:: Work required ::
When you reply, transcribe every line of the data below exactly.

*** Record extracts ***

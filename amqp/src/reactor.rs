//! Executor driving a connection's protocol engine.

use crate::common::{AmqpError, AmqpResult};
use crate::transport::ProtocolEngine;
use std::sync::atomic::{AtomicBool, Ordering};
use std::sync::{Arc, Mutex};
use tokio::runtime::Handle;
use tokio::task::JoinHandle;
use tokio_util::sync::CancellationToken;

/// Callback receiving failures that escape the engine loop
pub type ExceptionHandler = Arc<dyn Fn(AmqpError) + Send + Sync>;

/// Runs [`ProtocolEngine::run`] on an explicitly chosen runtime.
///
/// One executor belongs to exactly one connection. Failures inside the loop,
/// including panics, are passed to the exception handler instead of being
/// returned to `start`/`close` callers.
pub struct ReactorExecutor {
    connection_id: String,
    engine: Arc<dyn ProtocolEngine>,
    runtime: Handle,
    exception_handler: ExceptionHandler,
    shutdown: CancellationToken,
    started: AtomicBool,
    closed: AtomicBool,
    task: Mutex<Option<JoinHandle<()>>>,
}

impl ReactorExecutor {
    pub fn new(
        connection_id: impl Into<String>,
        engine: Arc<dyn ProtocolEngine>,
        runtime: Handle,
        exception_handler: ExceptionHandler,
    ) -> Self {
        Self {
            connection_id: connection_id.into(),
            engine,
            runtime,
            exception_handler,
            shutdown: CancellationToken::new(),
            started: AtomicBool::new(false),
            closed: AtomicBool::new(false),
            task: Mutex::new(None),
        }
    }

    /// Spawn the engine loop. May only be called once per executor.
    pub fn start(&self) -> AmqpResult<()> {
        if self.closed.load(Ordering::SeqCst) {
            return Err(AmqpError::disposed("reactor executor"));
        }
        if self.started.swap(true, Ordering::SeqCst) {
            return Err(AmqpError::InvalidOperation(format!(
                "Reactor for connection '{}' has already been started",
                self.connection_id
            )));
        }

        log::info!("Starting reactor for connection '{}'", self.connection_id);

        let engine = self.engine.clone();
        let shutdown = self.shutdown.clone();
        let handler = self.exception_handler.clone();
        let connection_id = self.connection_id.clone();
        let runtime = self.runtime.clone();

        let supervisor = self.runtime.spawn(async move {
            let engine_loop = runtime.spawn(async move { engine.run(shutdown).await });

            match engine_loop.await {
                Ok(Ok(())) => {
                    log::debug!("Reactor loop for connection '{connection_id}' finished");
                }
                Ok(Err(e)) => {
                    log::error!("Reactor loop for connection '{connection_id}' failed: {e}");
                    handler(e);
                }
                Err(e) if e.is_panic() => {
                    log::error!("Reactor loop for connection '{connection_id}' panicked");
                    handler(AmqpError::fatal(format!(
                        "Reactor loop for connection '{connection_id}' panicked"
                    )));
                }
                Err(_) => {
                    log::debug!("Reactor loop for connection '{connection_id}' was cancelled");
                }
            }
        });

        if let Ok(mut task) = self.task.lock() {
            *task = Some(supervisor);
        }
        Ok(())
    }

    /// Request loop termination. Safe to call repeatedly and before `start`.
    pub fn close(&self) {
        if self.closed.swap(true, Ordering::SeqCst) {
            return;
        }

        log::info!("Closing reactor for connection '{}'", self.connection_id);
        self.shutdown.cancel();

        // The loop observes the cancelled token and exits on its own
        if let Ok(mut task) = self.task.lock() {
            task.take();
        }
    }

    pub fn is_started(&self) -> bool {
        self.started.load(Ordering::SeqCst)
    }

    pub fn is_closed(&self) -> bool {
        self.closed.load(Ordering::SeqCst)
    }
}

impl Drop for ReactorExecutor {
    fn drop(&mut self) {
        self.shutdown.cancel();
    }
}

***

:: Finished task ::
filename amqp/src/reactor.rs
//! Executor driving a connection's protocol engine.

use crate::common::{AmqpError, AmqpResult};
use crate::transport::ProtocolEngine;
use std::sync::atomic::{AtomicBool, Ordering};
use std::sync::{Arc, Mutex};
use tokio::runtime::Handle;
use tokio::task::JoinHandle;
use tokio_util::sync::CancellationToken;

/// Callback receiving failures that escape the engine loop
pub type ExceptionHandler = Arc<dyn Fn(AmqpError) + Send + Sync>;

/// Runs [`ProtocolEngine::run`] on an explicitly chosen runtime.
///
/// One executor belongs to exactly one connection. Failures inside the loop,
/// including panics, are passed to the exception handler instead of being
/// returned to `start`/`close` callers.
pub struct ReactorExecutor {
    connection_id: String,
    engine: Arc<dyn ProtocolEngine>,
    runtime: Handle,
    exception_handler: ExceptionHandler,
    shutdown: CancellationToken,
    started: AtomicBool,
    closed: AtomicBool,
    task: Mutex<Option<JoinHandle<()>>>,
}

impl ReactorExecutor {
    pub fn new(
        connection_id: impl Into<String>,
        engine: Arc<dyn ProtocolEngine>,
        runtime: Handle,
        exception_handler: ExceptionHandler,
    ) -> Self {
        Self {
            connection_id: connection_id.into(),
            engine,
            runtime,
            exception_handler,
            shutdown: CancellationToken::new(),
            started: AtomicBool::new(false),
            closed: AtomicBool::new(false),
            task: Mutex::new(None),
        }
    }

    /// Spawn the engine loop. May only be called once per executor.
    pub fn start(&self) -> AmqpResult<()> {
        if self.closed.load(Ordering::SeqCst) {
            return Err(AmqpError::disposed("reactor executor"));
        }
        if self.started.swap(true, Ordering::SeqCst) {
            return Err(AmqpError::InvalidOperation(format!(
                "Reactor for connection '{}' has already been started",
                self.connection_id
            )));
        }

        log::info!("Starting reactor for connection '{}'", self.connection_id);

        let engine = self.engine.clone();
        let shutdown = self.shutdown.clone();
        let handler = self.exception_handler.clone();
        let connection_id = self.connection_id.clone();
        let runtime = self.runtime.clone();

        let supervisor = self.runtime.spawn(async move {
            let engine_loop = runtime.spawn(async move { engine.run(shutdown).await });

            match engine_loop.await {
                Ok(Ok(())) => {
                    log::debug!("Reactor loop for connection '{connection_id}' finished");
                }
                Ok(Err(e)) => {
                    log::error!("Reactor loop for connection '{connection_id}' failed: {e}");
                    handler(e);
                }
                Err(e) if e.is_panic() => {
                    log::error!("Reactor loop for connection '{connection_id}' panicked");
                    handler(AmqpError::fatal(format!(
                        "Reactor loop for connection '{connection_id}' panicked"
                    )));
                }
                Err(_) => {
                    log::debug!("Reactor loop for connection '{connection_id}' was cancelled");
                }
            }
        });

        if let Ok(mut task) = self.task.lock() {
            *task = Some(supervisor);
        }
        Ok(())
    }

    /// Request loop termination. Safe to call repeatedly and before `start`.
    pub fn close(&self) {
        if self.closed.swap(true, Ordering::SeqCst) {
            return;
        }

        log::info!("Closing reactor for connection '{}'", self.connection_id);
        self.shutdown.cancel();

        // The loop observes the cancelled token and exits on its own
        if let Ok(mut task) = self.task.lock() {
            task.take();
        }
    }

    pub fn is_started(&self) -> bool {
        self.started.load(Ordering::SeqCst)
    }

    pub fn is_closed(&self) -> bool {
        self.closed.load(Ordering::SeqCst)
    }
}

impl Drop for ReactorExecutor {
    fn drop(&mut self) {
        self.shutdown.cancel();
    }
}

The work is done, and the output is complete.